Stored items
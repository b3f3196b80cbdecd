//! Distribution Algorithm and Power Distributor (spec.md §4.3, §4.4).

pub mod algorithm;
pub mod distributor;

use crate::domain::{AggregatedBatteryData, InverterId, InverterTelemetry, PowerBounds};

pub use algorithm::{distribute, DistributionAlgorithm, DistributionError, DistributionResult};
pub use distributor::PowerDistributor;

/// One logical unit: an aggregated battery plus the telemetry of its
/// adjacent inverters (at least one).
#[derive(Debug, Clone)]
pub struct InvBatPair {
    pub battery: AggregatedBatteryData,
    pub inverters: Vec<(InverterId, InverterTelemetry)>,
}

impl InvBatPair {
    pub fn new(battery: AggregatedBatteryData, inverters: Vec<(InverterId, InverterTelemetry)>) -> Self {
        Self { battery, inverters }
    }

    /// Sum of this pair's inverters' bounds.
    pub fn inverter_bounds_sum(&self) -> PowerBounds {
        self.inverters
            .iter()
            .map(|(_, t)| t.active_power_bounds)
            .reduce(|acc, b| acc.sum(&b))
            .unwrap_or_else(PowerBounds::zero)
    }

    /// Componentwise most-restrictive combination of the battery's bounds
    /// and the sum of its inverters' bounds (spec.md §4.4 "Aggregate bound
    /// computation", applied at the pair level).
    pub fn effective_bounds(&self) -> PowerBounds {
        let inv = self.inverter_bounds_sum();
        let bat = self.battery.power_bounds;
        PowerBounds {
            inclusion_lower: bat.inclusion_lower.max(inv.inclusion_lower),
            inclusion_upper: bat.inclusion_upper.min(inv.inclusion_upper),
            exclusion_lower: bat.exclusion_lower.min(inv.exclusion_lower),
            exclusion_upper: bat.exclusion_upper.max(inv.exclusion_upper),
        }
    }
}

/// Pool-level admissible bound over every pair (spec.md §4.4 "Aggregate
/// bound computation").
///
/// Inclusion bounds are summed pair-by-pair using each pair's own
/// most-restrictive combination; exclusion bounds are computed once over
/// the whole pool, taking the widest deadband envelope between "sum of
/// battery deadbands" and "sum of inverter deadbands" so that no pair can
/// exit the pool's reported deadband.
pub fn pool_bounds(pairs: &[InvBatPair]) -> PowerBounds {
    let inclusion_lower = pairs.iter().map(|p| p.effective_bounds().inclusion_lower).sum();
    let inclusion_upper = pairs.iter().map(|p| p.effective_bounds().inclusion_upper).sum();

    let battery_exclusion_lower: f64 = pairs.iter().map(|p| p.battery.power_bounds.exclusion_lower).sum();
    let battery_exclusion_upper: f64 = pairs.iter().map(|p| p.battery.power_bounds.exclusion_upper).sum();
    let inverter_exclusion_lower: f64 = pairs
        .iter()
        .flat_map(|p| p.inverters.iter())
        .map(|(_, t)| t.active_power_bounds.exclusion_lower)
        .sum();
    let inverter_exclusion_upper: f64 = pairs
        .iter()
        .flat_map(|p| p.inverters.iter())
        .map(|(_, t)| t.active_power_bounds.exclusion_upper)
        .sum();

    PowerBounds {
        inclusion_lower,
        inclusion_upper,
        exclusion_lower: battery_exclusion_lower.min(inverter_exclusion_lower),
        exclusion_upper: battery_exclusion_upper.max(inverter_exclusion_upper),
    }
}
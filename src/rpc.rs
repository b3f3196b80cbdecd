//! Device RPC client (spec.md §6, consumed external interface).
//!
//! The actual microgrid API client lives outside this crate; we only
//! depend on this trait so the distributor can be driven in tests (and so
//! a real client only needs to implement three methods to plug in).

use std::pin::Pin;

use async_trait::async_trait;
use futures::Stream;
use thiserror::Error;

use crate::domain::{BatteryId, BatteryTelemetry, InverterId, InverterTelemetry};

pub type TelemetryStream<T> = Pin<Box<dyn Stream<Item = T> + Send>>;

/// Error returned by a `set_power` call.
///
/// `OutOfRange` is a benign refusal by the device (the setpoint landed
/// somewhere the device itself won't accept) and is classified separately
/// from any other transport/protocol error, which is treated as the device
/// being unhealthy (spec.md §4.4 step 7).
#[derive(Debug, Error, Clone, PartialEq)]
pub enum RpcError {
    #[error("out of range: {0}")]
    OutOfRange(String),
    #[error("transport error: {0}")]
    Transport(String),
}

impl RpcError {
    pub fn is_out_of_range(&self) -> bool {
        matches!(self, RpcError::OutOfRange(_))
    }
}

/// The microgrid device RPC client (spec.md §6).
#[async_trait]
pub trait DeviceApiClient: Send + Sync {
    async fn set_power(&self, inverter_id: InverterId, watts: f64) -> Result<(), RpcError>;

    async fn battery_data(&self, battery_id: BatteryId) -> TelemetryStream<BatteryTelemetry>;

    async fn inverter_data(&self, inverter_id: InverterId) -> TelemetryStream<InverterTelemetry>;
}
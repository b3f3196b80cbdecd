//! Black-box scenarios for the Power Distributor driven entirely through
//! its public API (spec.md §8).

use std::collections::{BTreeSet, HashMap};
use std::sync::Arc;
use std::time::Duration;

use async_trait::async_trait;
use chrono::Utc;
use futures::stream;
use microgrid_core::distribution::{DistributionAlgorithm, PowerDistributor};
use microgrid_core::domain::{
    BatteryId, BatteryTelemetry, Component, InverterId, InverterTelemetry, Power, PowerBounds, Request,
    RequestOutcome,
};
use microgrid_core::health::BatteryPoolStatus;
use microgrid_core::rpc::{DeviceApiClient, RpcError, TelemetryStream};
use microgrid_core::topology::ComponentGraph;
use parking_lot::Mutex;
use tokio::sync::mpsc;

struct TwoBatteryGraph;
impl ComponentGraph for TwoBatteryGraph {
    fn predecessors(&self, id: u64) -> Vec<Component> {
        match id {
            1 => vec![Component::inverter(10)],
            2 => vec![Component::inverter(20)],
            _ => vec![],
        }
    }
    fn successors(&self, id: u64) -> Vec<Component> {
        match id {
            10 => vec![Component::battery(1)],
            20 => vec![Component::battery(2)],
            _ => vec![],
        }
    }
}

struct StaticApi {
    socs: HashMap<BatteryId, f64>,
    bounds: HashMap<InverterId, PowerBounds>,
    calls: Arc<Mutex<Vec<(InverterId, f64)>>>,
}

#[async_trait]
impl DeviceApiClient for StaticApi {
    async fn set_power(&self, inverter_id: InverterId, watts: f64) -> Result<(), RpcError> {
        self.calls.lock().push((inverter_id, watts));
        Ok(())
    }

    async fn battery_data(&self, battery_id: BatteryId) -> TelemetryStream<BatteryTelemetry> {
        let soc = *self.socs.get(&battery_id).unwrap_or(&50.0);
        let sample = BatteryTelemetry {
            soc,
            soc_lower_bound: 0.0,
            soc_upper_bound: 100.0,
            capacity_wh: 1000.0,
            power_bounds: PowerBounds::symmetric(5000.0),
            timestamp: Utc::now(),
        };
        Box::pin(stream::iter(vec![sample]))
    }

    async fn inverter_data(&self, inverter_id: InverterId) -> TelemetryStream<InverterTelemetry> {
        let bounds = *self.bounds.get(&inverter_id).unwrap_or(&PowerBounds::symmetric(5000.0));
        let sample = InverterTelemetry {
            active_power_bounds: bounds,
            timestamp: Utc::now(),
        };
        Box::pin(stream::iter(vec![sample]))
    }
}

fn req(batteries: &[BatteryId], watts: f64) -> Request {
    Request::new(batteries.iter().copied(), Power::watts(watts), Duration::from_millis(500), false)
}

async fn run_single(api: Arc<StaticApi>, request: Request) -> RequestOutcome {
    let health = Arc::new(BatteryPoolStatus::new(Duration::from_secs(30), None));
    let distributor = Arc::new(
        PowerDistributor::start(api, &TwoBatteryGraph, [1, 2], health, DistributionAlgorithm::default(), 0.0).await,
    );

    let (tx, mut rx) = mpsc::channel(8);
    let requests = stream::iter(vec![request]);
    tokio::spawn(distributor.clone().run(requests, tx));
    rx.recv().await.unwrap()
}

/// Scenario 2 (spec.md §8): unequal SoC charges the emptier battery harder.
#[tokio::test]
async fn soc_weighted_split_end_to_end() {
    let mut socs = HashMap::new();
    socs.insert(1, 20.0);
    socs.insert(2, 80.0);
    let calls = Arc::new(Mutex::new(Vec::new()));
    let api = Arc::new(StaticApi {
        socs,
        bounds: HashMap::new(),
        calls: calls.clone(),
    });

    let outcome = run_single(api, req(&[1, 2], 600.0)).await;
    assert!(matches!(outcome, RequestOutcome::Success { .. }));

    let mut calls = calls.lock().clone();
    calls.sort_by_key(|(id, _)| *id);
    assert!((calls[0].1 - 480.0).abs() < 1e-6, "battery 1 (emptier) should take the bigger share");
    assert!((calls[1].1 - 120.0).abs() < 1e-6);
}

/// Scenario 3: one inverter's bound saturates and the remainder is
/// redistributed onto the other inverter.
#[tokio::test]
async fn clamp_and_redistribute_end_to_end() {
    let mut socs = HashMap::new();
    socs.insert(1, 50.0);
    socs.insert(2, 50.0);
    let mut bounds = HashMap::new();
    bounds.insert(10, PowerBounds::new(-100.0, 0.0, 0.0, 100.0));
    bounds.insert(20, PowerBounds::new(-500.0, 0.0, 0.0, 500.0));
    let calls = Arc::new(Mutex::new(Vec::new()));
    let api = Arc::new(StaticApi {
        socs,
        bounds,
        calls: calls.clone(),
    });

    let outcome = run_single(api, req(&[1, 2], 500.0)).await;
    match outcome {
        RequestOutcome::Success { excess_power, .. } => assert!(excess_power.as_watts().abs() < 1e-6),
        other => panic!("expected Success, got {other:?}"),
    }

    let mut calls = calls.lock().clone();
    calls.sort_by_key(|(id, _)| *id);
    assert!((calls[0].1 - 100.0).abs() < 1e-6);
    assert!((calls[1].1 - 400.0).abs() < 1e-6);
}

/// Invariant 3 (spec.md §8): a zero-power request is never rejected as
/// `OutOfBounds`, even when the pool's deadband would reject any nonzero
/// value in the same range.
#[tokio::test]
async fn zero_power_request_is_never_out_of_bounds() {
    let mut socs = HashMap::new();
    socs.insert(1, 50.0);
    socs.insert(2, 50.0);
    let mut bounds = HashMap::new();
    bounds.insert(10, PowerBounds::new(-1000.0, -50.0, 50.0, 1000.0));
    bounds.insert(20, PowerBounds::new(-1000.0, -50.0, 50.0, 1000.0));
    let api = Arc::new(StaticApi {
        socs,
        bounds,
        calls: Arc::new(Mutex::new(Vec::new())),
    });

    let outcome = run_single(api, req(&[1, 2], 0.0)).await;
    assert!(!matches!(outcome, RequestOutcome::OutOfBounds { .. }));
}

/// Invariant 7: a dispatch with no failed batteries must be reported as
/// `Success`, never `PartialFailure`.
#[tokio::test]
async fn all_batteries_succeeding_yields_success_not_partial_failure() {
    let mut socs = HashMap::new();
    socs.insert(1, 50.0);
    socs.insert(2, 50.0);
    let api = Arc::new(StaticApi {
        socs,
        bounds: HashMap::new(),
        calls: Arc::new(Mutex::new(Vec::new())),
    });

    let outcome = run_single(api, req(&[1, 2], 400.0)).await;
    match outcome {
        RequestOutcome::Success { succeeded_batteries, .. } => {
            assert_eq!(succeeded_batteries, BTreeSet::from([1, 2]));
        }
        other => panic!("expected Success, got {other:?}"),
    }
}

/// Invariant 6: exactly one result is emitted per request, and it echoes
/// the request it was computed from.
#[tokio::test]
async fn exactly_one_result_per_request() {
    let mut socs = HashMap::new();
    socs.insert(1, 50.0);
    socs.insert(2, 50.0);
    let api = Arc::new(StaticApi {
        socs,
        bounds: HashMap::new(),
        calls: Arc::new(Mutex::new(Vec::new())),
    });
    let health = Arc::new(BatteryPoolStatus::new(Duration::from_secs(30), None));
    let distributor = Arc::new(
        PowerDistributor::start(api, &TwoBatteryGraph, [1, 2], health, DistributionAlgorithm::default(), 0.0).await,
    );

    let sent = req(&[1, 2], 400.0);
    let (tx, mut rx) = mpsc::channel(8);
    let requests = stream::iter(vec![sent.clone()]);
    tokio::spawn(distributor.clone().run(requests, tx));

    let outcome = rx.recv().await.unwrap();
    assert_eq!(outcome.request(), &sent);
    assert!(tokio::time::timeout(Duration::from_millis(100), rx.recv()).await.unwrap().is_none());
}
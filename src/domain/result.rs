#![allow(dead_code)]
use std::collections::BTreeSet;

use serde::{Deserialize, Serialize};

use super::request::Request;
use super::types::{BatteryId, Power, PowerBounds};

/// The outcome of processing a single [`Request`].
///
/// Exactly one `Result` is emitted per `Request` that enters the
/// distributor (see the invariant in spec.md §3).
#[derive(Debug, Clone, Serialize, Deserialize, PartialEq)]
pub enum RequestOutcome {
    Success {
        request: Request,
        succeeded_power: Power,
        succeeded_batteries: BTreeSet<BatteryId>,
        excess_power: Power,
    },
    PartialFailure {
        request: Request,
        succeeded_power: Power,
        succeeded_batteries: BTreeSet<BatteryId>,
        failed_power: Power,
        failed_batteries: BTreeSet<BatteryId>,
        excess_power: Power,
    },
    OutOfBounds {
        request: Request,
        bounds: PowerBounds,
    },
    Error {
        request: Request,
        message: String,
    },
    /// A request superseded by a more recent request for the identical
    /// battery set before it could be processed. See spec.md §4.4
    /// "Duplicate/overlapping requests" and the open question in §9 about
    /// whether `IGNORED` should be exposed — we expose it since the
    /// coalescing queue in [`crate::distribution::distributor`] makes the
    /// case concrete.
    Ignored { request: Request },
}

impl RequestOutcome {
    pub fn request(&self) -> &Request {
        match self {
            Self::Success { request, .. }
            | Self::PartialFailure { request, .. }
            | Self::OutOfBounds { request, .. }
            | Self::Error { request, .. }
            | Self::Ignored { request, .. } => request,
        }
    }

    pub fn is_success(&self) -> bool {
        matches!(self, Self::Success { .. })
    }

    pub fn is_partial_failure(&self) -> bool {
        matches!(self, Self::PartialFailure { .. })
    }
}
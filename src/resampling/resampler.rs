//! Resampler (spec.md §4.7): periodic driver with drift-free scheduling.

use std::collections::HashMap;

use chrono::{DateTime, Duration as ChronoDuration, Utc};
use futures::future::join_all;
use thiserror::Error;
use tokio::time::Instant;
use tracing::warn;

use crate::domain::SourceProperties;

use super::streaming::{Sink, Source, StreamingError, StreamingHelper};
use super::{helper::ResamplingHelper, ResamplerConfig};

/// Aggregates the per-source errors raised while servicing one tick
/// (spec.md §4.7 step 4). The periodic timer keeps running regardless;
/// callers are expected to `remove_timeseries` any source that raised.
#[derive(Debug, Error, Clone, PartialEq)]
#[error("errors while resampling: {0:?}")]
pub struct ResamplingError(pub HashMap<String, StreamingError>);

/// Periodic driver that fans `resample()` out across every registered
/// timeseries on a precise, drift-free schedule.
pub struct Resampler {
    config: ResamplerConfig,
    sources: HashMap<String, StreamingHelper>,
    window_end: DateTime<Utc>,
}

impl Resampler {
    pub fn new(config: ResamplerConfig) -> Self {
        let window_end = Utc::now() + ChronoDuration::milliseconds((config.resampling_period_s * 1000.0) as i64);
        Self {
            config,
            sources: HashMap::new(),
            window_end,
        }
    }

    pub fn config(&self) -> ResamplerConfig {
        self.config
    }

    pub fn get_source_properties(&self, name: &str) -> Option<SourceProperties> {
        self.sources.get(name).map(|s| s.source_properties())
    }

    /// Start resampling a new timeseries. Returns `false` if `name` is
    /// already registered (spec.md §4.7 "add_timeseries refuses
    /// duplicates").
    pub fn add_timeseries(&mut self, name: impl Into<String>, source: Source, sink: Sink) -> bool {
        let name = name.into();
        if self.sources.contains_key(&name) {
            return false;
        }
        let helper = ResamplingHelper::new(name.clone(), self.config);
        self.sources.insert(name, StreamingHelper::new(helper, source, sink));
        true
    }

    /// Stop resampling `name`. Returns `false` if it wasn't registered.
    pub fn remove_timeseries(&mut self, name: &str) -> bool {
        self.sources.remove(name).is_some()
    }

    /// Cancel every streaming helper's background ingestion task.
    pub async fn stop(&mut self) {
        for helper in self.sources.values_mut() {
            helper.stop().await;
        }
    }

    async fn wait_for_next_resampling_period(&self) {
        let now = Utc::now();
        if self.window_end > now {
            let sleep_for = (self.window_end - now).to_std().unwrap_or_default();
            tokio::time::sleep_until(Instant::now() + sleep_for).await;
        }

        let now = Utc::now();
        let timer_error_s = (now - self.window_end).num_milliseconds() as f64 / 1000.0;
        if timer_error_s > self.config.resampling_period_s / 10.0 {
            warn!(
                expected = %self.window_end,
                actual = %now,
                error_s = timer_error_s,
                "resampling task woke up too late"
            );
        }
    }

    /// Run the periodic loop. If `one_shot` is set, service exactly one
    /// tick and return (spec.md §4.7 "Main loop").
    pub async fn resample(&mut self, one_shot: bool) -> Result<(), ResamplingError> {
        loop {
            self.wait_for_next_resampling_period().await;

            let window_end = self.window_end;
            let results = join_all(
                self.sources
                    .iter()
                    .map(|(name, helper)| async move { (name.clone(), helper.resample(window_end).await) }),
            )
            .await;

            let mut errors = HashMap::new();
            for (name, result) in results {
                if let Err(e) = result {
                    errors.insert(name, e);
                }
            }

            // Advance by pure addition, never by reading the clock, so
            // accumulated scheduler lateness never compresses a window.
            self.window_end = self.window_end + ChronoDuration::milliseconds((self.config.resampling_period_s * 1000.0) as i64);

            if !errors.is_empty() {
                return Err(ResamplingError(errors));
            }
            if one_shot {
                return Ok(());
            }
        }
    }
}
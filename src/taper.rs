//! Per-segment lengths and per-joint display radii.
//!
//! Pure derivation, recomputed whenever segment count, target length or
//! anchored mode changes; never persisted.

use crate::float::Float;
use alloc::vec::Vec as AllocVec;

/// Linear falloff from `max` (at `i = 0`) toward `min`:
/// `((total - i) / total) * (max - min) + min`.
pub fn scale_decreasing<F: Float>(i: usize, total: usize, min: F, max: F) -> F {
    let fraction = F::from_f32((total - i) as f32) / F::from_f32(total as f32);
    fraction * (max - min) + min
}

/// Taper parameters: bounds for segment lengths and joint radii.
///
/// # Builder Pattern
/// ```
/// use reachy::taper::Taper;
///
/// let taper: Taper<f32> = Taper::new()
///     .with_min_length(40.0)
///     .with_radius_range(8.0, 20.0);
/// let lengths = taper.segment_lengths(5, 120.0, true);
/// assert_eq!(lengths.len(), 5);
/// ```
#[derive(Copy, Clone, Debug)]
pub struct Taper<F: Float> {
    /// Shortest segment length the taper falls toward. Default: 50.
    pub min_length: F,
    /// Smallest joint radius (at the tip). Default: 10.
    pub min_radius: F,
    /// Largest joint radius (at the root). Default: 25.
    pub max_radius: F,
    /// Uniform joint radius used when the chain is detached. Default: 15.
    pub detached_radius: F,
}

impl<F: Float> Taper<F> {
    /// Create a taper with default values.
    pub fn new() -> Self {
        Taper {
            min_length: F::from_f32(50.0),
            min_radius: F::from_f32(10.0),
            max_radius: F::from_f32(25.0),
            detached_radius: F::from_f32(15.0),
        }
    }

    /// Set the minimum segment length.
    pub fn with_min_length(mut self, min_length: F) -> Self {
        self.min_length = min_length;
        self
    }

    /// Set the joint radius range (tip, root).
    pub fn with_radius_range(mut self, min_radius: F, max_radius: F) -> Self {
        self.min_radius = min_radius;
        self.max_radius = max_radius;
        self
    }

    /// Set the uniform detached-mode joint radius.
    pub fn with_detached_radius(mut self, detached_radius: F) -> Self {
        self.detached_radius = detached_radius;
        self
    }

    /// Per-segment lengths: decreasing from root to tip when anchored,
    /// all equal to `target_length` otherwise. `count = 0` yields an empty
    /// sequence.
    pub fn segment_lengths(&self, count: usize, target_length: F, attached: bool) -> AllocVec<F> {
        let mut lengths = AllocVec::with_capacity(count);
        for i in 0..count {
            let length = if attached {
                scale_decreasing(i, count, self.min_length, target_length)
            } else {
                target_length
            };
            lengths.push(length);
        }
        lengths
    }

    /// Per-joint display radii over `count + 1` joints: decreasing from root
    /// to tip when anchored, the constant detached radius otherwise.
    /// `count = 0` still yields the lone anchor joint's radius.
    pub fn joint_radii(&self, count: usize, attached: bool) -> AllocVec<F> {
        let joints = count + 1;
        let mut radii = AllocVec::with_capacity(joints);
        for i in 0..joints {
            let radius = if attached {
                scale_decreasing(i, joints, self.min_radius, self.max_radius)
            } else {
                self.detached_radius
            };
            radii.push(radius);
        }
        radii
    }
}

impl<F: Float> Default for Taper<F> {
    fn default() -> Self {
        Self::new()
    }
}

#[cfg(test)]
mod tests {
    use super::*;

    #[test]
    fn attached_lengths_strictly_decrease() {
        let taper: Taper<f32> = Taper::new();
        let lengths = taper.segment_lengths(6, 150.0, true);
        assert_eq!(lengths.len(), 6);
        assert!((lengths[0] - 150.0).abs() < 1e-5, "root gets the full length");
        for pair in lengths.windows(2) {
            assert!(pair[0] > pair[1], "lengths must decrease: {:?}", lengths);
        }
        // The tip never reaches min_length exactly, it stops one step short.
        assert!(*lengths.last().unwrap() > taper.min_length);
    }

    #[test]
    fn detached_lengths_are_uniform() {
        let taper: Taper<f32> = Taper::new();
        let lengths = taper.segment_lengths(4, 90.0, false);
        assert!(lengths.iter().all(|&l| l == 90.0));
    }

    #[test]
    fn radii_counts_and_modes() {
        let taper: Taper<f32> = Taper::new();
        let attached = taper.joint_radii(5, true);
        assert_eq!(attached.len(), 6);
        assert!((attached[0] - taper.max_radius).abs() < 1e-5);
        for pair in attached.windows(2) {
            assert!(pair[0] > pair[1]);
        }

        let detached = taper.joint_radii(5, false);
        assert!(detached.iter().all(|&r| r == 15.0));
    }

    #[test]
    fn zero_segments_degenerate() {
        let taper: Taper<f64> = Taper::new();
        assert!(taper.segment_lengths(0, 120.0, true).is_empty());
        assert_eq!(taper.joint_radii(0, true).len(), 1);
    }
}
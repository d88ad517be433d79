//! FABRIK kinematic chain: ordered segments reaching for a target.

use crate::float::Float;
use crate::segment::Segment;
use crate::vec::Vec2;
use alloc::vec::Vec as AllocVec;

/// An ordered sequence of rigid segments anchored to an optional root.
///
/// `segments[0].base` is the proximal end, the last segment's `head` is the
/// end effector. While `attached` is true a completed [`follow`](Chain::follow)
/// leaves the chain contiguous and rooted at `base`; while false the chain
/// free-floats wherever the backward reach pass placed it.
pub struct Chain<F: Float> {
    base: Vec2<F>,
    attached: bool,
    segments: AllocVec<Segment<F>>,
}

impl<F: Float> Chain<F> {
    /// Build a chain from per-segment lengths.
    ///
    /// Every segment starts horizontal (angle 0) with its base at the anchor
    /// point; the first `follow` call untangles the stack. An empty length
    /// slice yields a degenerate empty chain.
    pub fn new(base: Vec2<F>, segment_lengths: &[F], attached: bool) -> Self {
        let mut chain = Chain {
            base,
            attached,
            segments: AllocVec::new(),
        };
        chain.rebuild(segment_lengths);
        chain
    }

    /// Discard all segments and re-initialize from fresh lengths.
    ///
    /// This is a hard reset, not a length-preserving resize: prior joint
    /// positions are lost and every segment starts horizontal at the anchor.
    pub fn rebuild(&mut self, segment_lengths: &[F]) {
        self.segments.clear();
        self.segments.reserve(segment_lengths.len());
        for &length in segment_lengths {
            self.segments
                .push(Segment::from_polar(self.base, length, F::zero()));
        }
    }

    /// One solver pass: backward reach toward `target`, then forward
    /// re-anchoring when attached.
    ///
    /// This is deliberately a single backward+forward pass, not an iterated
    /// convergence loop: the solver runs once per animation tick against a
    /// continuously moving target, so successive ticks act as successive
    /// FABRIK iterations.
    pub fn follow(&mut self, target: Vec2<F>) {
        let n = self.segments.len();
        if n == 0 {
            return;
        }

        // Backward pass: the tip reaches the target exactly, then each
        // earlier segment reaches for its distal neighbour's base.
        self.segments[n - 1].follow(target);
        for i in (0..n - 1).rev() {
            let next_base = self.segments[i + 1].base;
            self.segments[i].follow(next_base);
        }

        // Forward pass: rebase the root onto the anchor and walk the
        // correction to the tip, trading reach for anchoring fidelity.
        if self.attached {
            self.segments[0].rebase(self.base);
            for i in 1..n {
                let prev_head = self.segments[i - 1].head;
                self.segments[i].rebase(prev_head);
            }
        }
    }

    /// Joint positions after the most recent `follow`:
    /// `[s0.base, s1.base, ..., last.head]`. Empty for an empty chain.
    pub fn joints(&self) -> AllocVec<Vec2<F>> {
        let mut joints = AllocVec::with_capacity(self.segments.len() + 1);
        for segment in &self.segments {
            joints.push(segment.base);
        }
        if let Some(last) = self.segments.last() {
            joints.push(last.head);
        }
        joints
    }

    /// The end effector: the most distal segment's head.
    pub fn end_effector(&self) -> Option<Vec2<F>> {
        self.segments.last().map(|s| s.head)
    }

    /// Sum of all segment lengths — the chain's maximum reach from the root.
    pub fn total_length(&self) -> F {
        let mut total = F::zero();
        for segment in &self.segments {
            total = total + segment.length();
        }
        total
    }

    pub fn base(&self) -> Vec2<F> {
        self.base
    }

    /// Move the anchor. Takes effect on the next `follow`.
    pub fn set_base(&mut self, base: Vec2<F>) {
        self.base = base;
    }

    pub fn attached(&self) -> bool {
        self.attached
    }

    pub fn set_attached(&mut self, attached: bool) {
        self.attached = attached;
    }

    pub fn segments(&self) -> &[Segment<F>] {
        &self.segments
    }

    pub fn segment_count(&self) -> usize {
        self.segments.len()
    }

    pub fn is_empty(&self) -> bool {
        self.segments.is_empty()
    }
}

* _Task goal_: What lines in the data hold the word "recent"? Return them.

* _Result_:
    /// A request superseded by a more recent request for the identical
    /// Joint positions after the most recent `follow`:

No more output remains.